MIT may be sued under Title IX for discriminating in admissions based on sex — against males

MIT may be sued under Title IX for discriminating in admissions based on sex — against males

Liberal arts colleges tend to discriminate against girls in undergraduate admissions, to avoid having a student body that is two-thirds female. Girls’ grades are so much better than boys’ grades, on average, that if grades alone are used to select a student body, a selective liberal arts college will be two-thirds female.

Engineering schools, by contrast, sometimes discriminate against boys so that they don’t end up with a two-thirds male student body. Boys on average have better mathematical and spatial ability than girls do, as reflected in standardized tests, and more boys are interested in engineering.

The Massachusetts Institute of Technology (MIT), America’s top-ranked engineering school, discriminates in favor of female applicants. Meanwhile, colleges often discriminate against boys in scholarships — there are ten times as many scholarships for girls as for boys.

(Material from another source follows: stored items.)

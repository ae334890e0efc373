use crate::application::bootstrap::bootstrap_workspace;
use crate::application::garbage_collector::{collect_garbage, GarbageCollectionReport};
use crate::domain::completion::{DateIdLists, SubtaskStates};
use crate::domain::ids::{entity_id, next_id_millis};
use crate::domain::keys::{
    tasks_key, DELETED_IDS, MASTER_ROUTINES, ROUTINE_COMPLETIONS, ROUTINE_OVERRIDES,
    SETTINGS_INBOX_LIMIT, SETTINGS_SOUND_ENABLED, SUBTASK_STATES, UNSCHEDULED_INBOX,
};
use crate::domain::models::{clamp_inbox_limit, EntityKind, InboxItem, Routine, Settings, Task};
use crate::infrastructure::command_log::CommandLog;
use crate::infrastructure::config::AppConfig;
use crate::infrastructure::error::InfraError;
use crate::infrastructure::storage::{InMemoryKeyValueStore, KeyValueStore, NamespacedStore, SqliteKeyValueStore};
use chrono::{DateTime, NaiveDate, NaiveDateTime, Utc};
use chrono_tz::Tz;
use serde::de::DeserializeOwned;
use serde::Serialize;
use std::path::{Path, PathBuf};
use std::sync::{Arc, Mutex, MutexGuard};

pub type NowProvider = Arc<dyn Fn() -> DateTime<Utc> + Send + Sync>;

/// Everything the planner needs, passed explicitly to every operation.
///
/// Runtime collections sit behind a mutex so operations take `&AppState`;
/// each operation locks, mutates, persists and releases before returning.
pub struct AppState {
    store: Box<dyn KeyValueStore>,
    config: AppConfig,
    time_zone: Tz,
    now_provider: NowProvider,
    log: CommandLog,
    backups_dir: Option<PathBuf>,
    runtime: Mutex<RuntimeState>,
    startup_report: GarbageCollectionReport,
}

#[derive(Debug, Clone)]
pub(crate) struct RuntimeState {
    pub current_date: NaiveDate,
    pub tasks: Vec<Task>,
    pub routines: Vec<Routine>,
    pub overrides: DateIdLists,
    pub completions: DateIdLists,
    pub subtask_states: SubtaskStates,
    pub inbox: Vec<InboxItem>,
    pub inbox_limit: u32,
    pub sound_enabled: bool,
    pub deleted_ids: Vec<String>,
    pub last_issued_millis: i64,
}

impl RuntimeState {
    fn empty(current_date: NaiveDate, inbox_limit: u32) -> Self {
        Self {
            current_date,
            tasks: Vec::new(),
            routines: Vec::new(),
            overrides: DateIdLists::new(),
            completions: DateIdLists::new(),
            subtask_states: SubtaskStates::new(),
            inbox: Vec::new(),
            inbox_limit,
            sound_enabled: true,
            deleted_ids: Vec::new(),
            last_issued_millis: 0,
        }
    }

    /// Records a tombstone once; returns whether it was new.
    pub fn track_deleted_id(&mut self, id: &str) -> bool {
        if self.deleted_ids.iter().any(|candidate| candidate == id) {
            return false;
        }
        self.deleted_ids.push(id.to_string());
        true
    }
}

impl AppState {
    /// Opens (or creates) a workspace backed by SQLite and the command log.
    pub fn new(workspace_root: PathBuf) -> Result<Self, InfraError> {
        let workspace = bootstrap_workspace(&workspace_root)?;
        let config = workspace.config;
        let store = NamespacedStore::new(
            SqliteKeyValueStore::new(&workspace.database_path),
            config.storage_prefix.clone(),
        );

        let mut state = Self::with_store(
            Box::new(store),
            config,
            Arc::new(Utc::now),
            CommandLog::new(&workspace.logs_dir),
        )?;
        state.backups_dir = Some(workspace.backups_dir);
        Ok(state)
    }

    /// Volatile state with no log, for embedding and tests.
    pub fn in_memory(config: AppConfig, now_provider: NowProvider) -> Result<Self, InfraError> {
        let store = NamespacedStore::new(InMemoryKeyValueStore::default(), config.storage_prefix.clone());
        Self::with_store(Box::new(store), config, now_provider, CommandLog::disabled())
    }

    /// Runs the garbage collector, then loads today's data. Nothing is read
    /// from the store before the sweep.
    pub fn with_store(
        store: Box<dyn KeyValueStore>,
        config: AppConfig,
        now_provider: NowProvider,
        log: CommandLog,
    ) -> Result<Self, InfraError> {
        config.validate()?;
        let time_zone = config.time_zone()?;
        let today = (now_provider)().with_timezone(&time_zone).date_naive();
        let default_inbox_limit = config.default_inbox_limit;

        let mut state = Self {
            store,
            config,
            time_zone,
            now_provider,
            log,
            backups_dir: None,
            runtime: Mutex::new(RuntimeState::empty(today, default_inbox_limit)),
            startup_report: GarbageCollectionReport::default(),
        };

        state.startup_report = collect_garbage(&state);
        let loaded = state.load_runtime(today);
        *state.lock_runtime()? = loaded;
        Ok(state)
    }

    pub fn config(&self) -> &AppConfig {
        &self.config
    }

    pub fn backups_dir(&self) -> Option<&Path> {
        self.backups_dir.as_deref()
    }

    pub fn startup_report(&self) -> &GarbageCollectionReport {
        &self.startup_report
    }

    pub fn now(&self) -> DateTime<Utc> {
        (self.now_provider)()
    }

    pub fn local_now(&self) -> NaiveDateTime {
        self.now().with_timezone(&self.time_zone).naive_local()
    }

    pub fn today(&self) -> NaiveDate {
        self.local_now().date()
    }

    pub fn current_date(&self) -> Result<NaiveDate, InfraError> {
        Ok(self.lock_runtime()?.current_date)
    }

    pub fn tasks(&self) -> Result<Vec<Task>, InfraError> {
        Ok(self.lock_runtime()?.tasks.clone())
    }

    pub fn routines(&self) -> Result<Vec<Routine>, InfraError> {
        Ok(self.lock_runtime()?.routines.clone())
    }

    pub fn inbox(&self) -> Result<Vec<InboxItem>, InfraError> {
        Ok(self.lock_runtime()?.inbox.clone())
    }

    pub fn deleted_ids(&self) -> Result<Vec<String>, InfraError> {
        Ok(self.lock_runtime()?.deleted_ids.clone())
    }

    pub fn routine_overrides(&self) -> Result<DateIdLists, InfraError> {
        Ok(self.lock_runtime()?.overrides.clone())
    }

    pub fn routine_completions(&self) -> Result<DateIdLists, InfraError> {
        Ok(self.lock_runtime()?.completions.clone())
    }

    pub fn subtask_states(&self) -> Result<SubtaskStates, InfraError> {
        Ok(self.lock_runtime()?.subtask_states.clone())
    }

    pub fn settings(&self) -> Result<Settings, InfraError> {
        let runtime = self.lock_runtime()?;
        Ok(Settings {
            inbox_limit: runtime.inbox_limit,
            sound_enabled: runtime.sound_enabled,
        })
    }

    pub fn log_info(&self, command: &str, message: &str) {
        self.log.info(command, message);
    }

    pub fn log_error(&self, command: &str, message: &str) {
        self.log.error(command, message);
    }

    pub(crate) fn lock_runtime(&self) -> Result<MutexGuard<'_, RuntimeState>, InfraError> {
        self.runtime
            .lock()
            .map_err(|error| InfraError::InvalidConfig(format!("runtime lock poisoned: {error}")))
    }

    /// Re-reads every record for `date` from the store.
    pub(crate) fn load_runtime(&self, date: NaiveDate) -> RuntimeState {
        let inbox_limit = self
            .read_json::<i64>(SETTINGS_INBOX_LIMIT)
            .map(clamp_inbox_limit)
            .unwrap_or(self.config.default_inbox_limit);
        let last_issued_millis = self
            .lock_runtime()
            .map(|runtime| runtime.last_issued_millis)
            .unwrap_or_default();

        RuntimeState {
            current_date: date,
            tasks: self.read_json(&tasks_key(date)).unwrap_or_default(),
            routines: self.read_json(MASTER_ROUTINES).unwrap_or_default(),
            overrides: self.read_json(ROUTINE_OVERRIDES).unwrap_or_default(),
            completions: self.read_json(ROUTINE_COMPLETIONS).unwrap_or_default(),
            subtask_states: self.read_json(SUBTASK_STATES).unwrap_or_default(),
            inbox: self.read_json(UNSCHEDULED_INBOX).unwrap_or_default(),
            inbox_limit,
            sound_enabled: self.read_json(SETTINGS_SOUND_ENABLED).unwrap_or(true),
            deleted_ids: self.read_json(DELETED_IDS).unwrap_or_default(),
            last_issued_millis,
        }
    }

    pub(crate) fn reload(&self) -> Result<(), InfraError> {
        let date = self.current_date()?;
        let loaded = self.load_runtime(date);
        *self.lock_runtime()? = loaded;
        Ok(())
    }

    pub(crate) fn next_entity_id(&self, runtime: &mut RuntimeState, kind: EntityKind) -> String {
        let millis = next_id_millis(self.now().timestamp_millis(), runtime.last_issued_millis);
        runtime.last_issued_millis = millis;
        entity_id(kind, millis)
    }

    /// Stored text of `key`. Store failures are logged and read as missing.
    pub(crate) fn read_raw(&self, key: &str) -> Option<String> {
        self.store.get(key).unwrap_or_else(|error| {
            self.log_error("read", &format!("failed to read key={key}: {error}"));
            None
        })
    }

    /// `Ok(None)` only when the key is absent. Callers that rewrite a record
    /// use this to tell "missing" apart from "unreadable".
    pub(crate) fn try_read_json<T: DeserializeOwned>(&self, key: &str) -> Result<Option<T>, InfraError> {
        match self.store.get(key)? {
            Some(raw) => Ok(Some(serde_json::from_str(&raw)?)),
            None => Ok(None),
        }
    }

    /// Decoded value, or `None` when missing or unreadable. Failures are
    /// logged and otherwise swallowed.
    pub(crate) fn read_json<T: DeserializeOwned>(&self, key: &str) -> Option<T> {
        self.try_read_json(key).unwrap_or_else(|error| {
            self.log_error("read", &format!("failed to read key={key}: {error}"));
            None
        })
    }

    /// Write failures are logged, never raised; the in-memory state stays
    /// authoritative until the next reload.
    pub(crate) fn write_json<T: Serialize + ?Sized>(&self, key: &str, value: &T) {
        let result = serde_json::to_string(value)
            .map_err(InfraError::from)
            .and_then(|raw| self.store.set(key, &raw));
        if let Err(error) = result {
            self.log_error("write", &format!("failed to write key={key}: {error}"));
        }
    }

    pub(crate) fn remove_key(&self, key: &str) {
        if let Err(error) = self.store.remove(key) {
            self.log_error("remove", &format!("failed to remove key={key}: {error}"));
        }
    }

    pub(crate) fn stored_keys(&self) -> Vec<String> {
        self.store.keys().unwrap_or_else(|error| {
            self.log_error("keys", &format!("failed to list keys: {error}"));
            Vec::new()
        })
    }

    pub(crate) fn persist_tasks(&self, runtime: &RuntimeState) {
        self.write_json(&tasks_key(runtime.current_date), &runtime.tasks);
    }

    pub(crate) fn persist_routines(&self, runtime: &RuntimeState) {
        self.write_json(MASTER_ROUTINES, &runtime.routines);
    }

    pub(crate) fn persist_inbox(&self, runtime: &RuntimeState) {
        self.write_json(UNSCHEDULED_INBOX, &runtime.inbox);
    }

    pub(crate) fn persist_deleted_ids(&self, runtime: &RuntimeState) {
        self.write_json(DELETED_IDS, &runtime.deleted_ids);
    }
}

#[cfg(test)]
pub(crate) mod test_support {
    use super::*;
    use crate::infrastructure::storage::InMemoryKeyValueStore;
    use chrono::TimeZone;
    use std::sync::atomic::{AtomicI64, AtomicUsize, Ordering};

    /// Settable clock shared between a test and the state under test.
    #[derive(Clone)]
    pub struct TestClock {
        millis: Arc<AtomicI64>,
    }

    impl TestClock {
        pub fn at(value: &str) -> Self {
            let start = DateTime::parse_from_rfc3339(value)
                .expect("valid datetime")
                .with_timezone(&Utc);
            Self {
                millis: Arc::new(AtomicI64::new(start.timestamp_millis())),
            }
        }

        pub fn advance_minutes(&self, minutes: i64) {
            self.millis.fetch_add(minutes * 60_000, Ordering::Relaxed);
        }

        pub fn provider(&self) -> NowProvider {
            let millis = Arc::clone(&self.millis);
            Arc::new(move || {
                Utc.timestamp_millis_opt(millis.load(Ordering::Relaxed))
                    .single()
                    .expect("valid timestamp")
            })
        }
    }

    static NEXT_TEMP_WORKSPACE: AtomicUsize = AtomicUsize::new(0);

    pub struct TempWorkspace {
        pub path: PathBuf,
    }

    impl TempWorkspace {
        pub fn new() -> Self {
            let sequence = NEXT_TEMP_WORKSPACE.fetch_add(1, Ordering::Relaxed);
            let path = std::env::temp_dir().join(format!(
                "slate-core-tests-{}-{}",
                std::process::id(),
                sequence
            ));
            std::fs::create_dir_all(&path).expect("create temp workspace");
            Self { path }
        }

        pub fn app_state(&self) -> AppState {
            AppState::new(self.path.clone()).expect("initialize app state")
        }
    }

    impl Drop for TempWorkspace {
        fn drop(&mut self) {
            let _ = std::fs::remove_dir_all(&self.path);
        }
    }

    /// Saturday 2026-10-17, 10:00 UTC.
    pub const NOW: &str = "2026-10-17T10:00:00Z";

    pub fn in_memory_state() -> (AppState, TestClock) {
        let clock = TestClock::at(NOW);
        let state = AppState::in_memory(AppConfig::default(), clock.provider()).expect("in-memory state");
        (state, clock)
    }

    /// In-memory state whose store is seeded before startup.
    pub fn seeded_state(entries: &[(&str, serde_json::Value)], clock: &TestClock) -> AppState {
        let raw = entries
            .iter()
            .map(|(key, value)| (*key, value.to_string()))
            .collect::<Vec<_>>();
        let borrowed = raw.iter().map(|(key, value)| (*key, value.as_str())).collect::<Vec<_>>();
        seeded_raw_state(&borrowed, clock)
    }

    /// Like `seeded_state`, but stores each value text verbatim.
    pub fn seeded_raw_state(entries: &[(&str, &str)], clock: &TestClock) -> AppState {
        let config = AppConfig::default();
        let store = NamespacedStore::new(InMemoryKeyValueStore::default(), config.storage_prefix.clone());
        for (key, value) in entries {
            store.set(key, value).expect("seed store");
        }
        AppState::with_store(Box::new(store), config, clock.provider(), CommandLog::disabled())
            .expect("seeded state")
    }
}
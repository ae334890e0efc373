use crate::application::state::AppState;
use crate::domain::keys::{SETTINGS_INBOX_LIMIT, SETTINGS_SOUND_ENABLED};
use crate::domain::models::clamp_inbox_limit;
use crate::infrastructure::error::InfraError;

/// Stores the clamped limit and returns it. Items already above a lowered
/// limit stay; only new insertions are refused.
pub fn update_inbox_limit(state: &AppState, value: i64) -> Result<u32, InfraError> {
    let limit = clamp_inbox_limit(value);
    let mut runtime = state.lock_runtime()?;
    runtime.inbox_limit = limit;
    state.write_json(SETTINGS_INBOX_LIMIT, &limit);
    drop(runtime);

    state.log_info("update_inbox_limit", &format!("requested={value} limit={limit}"));
    Ok(limit)
}

pub fn toggle_sound(state: &AppState) -> Result<bool, InfraError> {
    let mut runtime = state.lock_runtime()?;
    runtime.sound_enabled = !runtime.sound_enabled;
    let enabled = runtime.sound_enabled;
    state.write_json(SETTINGS_SOUND_ENABLED, &enabled);
    drop(runtime);

    state.log_info("toggle_sound", &format!("enabled={enabled}"));
    Ok(enabled)
}

/// Removes every key in the namespace, then reloads defaults. Keys outside
/// the namespace are untouched.
pub fn factory_reset(state: &AppState) -> Result<usize, InfraError> {
    let keys = state.stored_keys();
    for key in &keys {
        state.remove_key(key);
    }
    state.reload()?;

    state.log_info("factory_reset", &format!("removed keys={}", keys.len()));
    Ok(keys.len())
}
#[derive(Debug, Clone, Serialize, PartialEq, Eq)]
#[serde(tag = "kind", content = "entity", rename_all = "snake_case")]
pub enum Block {
    Task(Task),
    RoutineInstance(Routine),
}

impl Block {
    pub fn id(&self) -> &str {
        match self {
            Self::Task(task) => &task.id,
            Self::RoutineInstance(routine) => &routine.id,
        }
    }

    pub fn time(&self) -> &str {
        match self {
            Self::Task(task) => &task.time,
            Self::RoutineInstance(routine) => &routine.time,
        }
    }

    pub fn title(&self) -> &str {
        match self {
            Self::Task(task) => &task.title,
            Self::RoutineInstance(routine) => &routine.title,
        }
    }

    pub fn subtasks(&self) -> &[String] {
        match self {
            Self::Task(task) => &task.subtasks,
            Self::RoutineInstance(routine) => &routine.subtasks,
        }
    }

    pub fn is_routine(&self) -> bool {
        matches!(self, Self::RoutineInstance(_))
    }
}

#[derive(Debug, Clone, Serialize, PartialEq, Eq)]
pub struct ScheduledBlock {
    pub block: Block,
    /// Task status, or the routine's completion for this date.
    pub status: TaskStatus,
    pub yielded: bool,
    pub suggested: bool,
    pub checked_subtasks: Vec<usize>,
}

#[derive(Debug, Clone, Serialize, PartialEq, Eq)]
pub struct DaySchedule {
    pub date: NaiveDate,
    pub blocks: Vec<ScheduledBlock>,
    /// Index in `blocks` before which the "now" marker sits. Only set for today.
    pub now_marker: Option<usize>,
    pub suggested_block_id: Option<String>,
}

impl DaySchedule {
    pub fn is_empty(&self) -> bool {
        self.blocks.is_empty()
    }

    pub fn winners(&self) -> impl Iterator<Item = &ScheduledBlock> {
        self.blocks.iter().filter(|scheduled| !scheduled.yielded)
    }
}

pub struct ScheduleInput<'a> {
    pub date: NaiveDate,
    pub tasks: &'a [Task],
    pub routines: &'a [Routine],
    pub overrides: &'a DateIdLists,
    pub completions: &'a DateIdLists,
    pub subtask_states: &'a SubtaskStates,
    /// Wall-clock time when `date` is today, `None` otherwise.
    pub now: Option<NaiveTime>,
}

All of this sex discrimination appears to violate the federal Title IX statute, and probably the constitution as well, judging from the few court rulings on point, such as Johnson v. University of Georgia (2000), which struck down the University of Georgia’s preference for boys in undergraduate admissions. Discrimination is generally illegal whether it’s against boys or against girls.But feminist groups turn a blind eye to this sex discrimination in admissions, as law professors like Gail Heriot have noted.

The College Fix reports on how MIT may soon be sued for violating Title IX through its sex-conscious college admissions:

A group of Massachusetts Institute of Technology alumni are working to prepare a lawsuit against the prestigious school that accuses its leaders of unlawfully rejecting male applicants for less-qualified female ones to advance gender parity.

The alumni have formed a nonprofit called FairAdmissions@MIT and currently seek male plaintiffs rejected by MIT despite “top SAT/ACT scores, great grades, strong recommendations, and substantial extra-curricular activities,” the group’s website states.

“This is about a return to meritocracy,” said a member of the group who asked to remain anonymous for fear of possible retaliation against him for organizing the litigation.

“The entire political center of the institution has shifted so far left, and this is directly correlated,” he said. “The point is to treat applicants as individuals, not as members of an identity group.”

Reached for comment Tuesday, MIT spokesperson Kimberly Allen told The College Fix via email that “MIT’s goal is to admit and enroll the best students from around the world, and we firmly believe that our admissions and financial aid practices comply with all laws.”

FairAdmissions@MIT attorneys plan to follow the same blueprint carved out by Students for Fair Admissions in its ultimately successful case against Harvard University that proved its administrators unlawfully discriminated on the basis of race, said the MIT group’s spokesman Mark Perry.*

Federal law forbids discrimination on the basis of sex, and although there are some exemptions, such as all-female schools, “according to the lawyers, they can make a case this violates Title IX,” Perry told The College Fix in a telephone interview Tuesday.

Perry, an economist and scholar, is well-known for successfully challenging hundreds of Title VI and Title IX violations at universities nationwide.

A news release published this week from FairAdmissions@MIT argues two-plus decades’ worth of admissions data show “female undergraduate applicants to MIT are admitted at twice the rate as male applicants.”

“Even though year after year twice as many males apply as females, every entering MIT class ends up artificially gender balanced,” it states. “…MIT appears to treat applicants differently based on sex, illegally discriminating against men to achieve contrived gender parity.”

Research conducted by FairAdmissions@MIT found most engineering and tech universities have a male-to-female ratio that more accurately reflects applications by gender, with the Rochester Institute of Technology, Illinois Tech and Georgia Tech all maintaining enrollments of 61 to 66 percent male.

“We advocate that MIT’s admissions policy should be sex-blind and based on individual merit, accepting the objectively best applicants rather than assembling a pool of good-enough applicants and then social engineering an entering class such that it collectively conforms to the ideological, political, social, and personal preferences of MIT’s admissions officers,” the group’s website states.

MIT’s admissions office is staffed primarily by women, MIT’s website shows.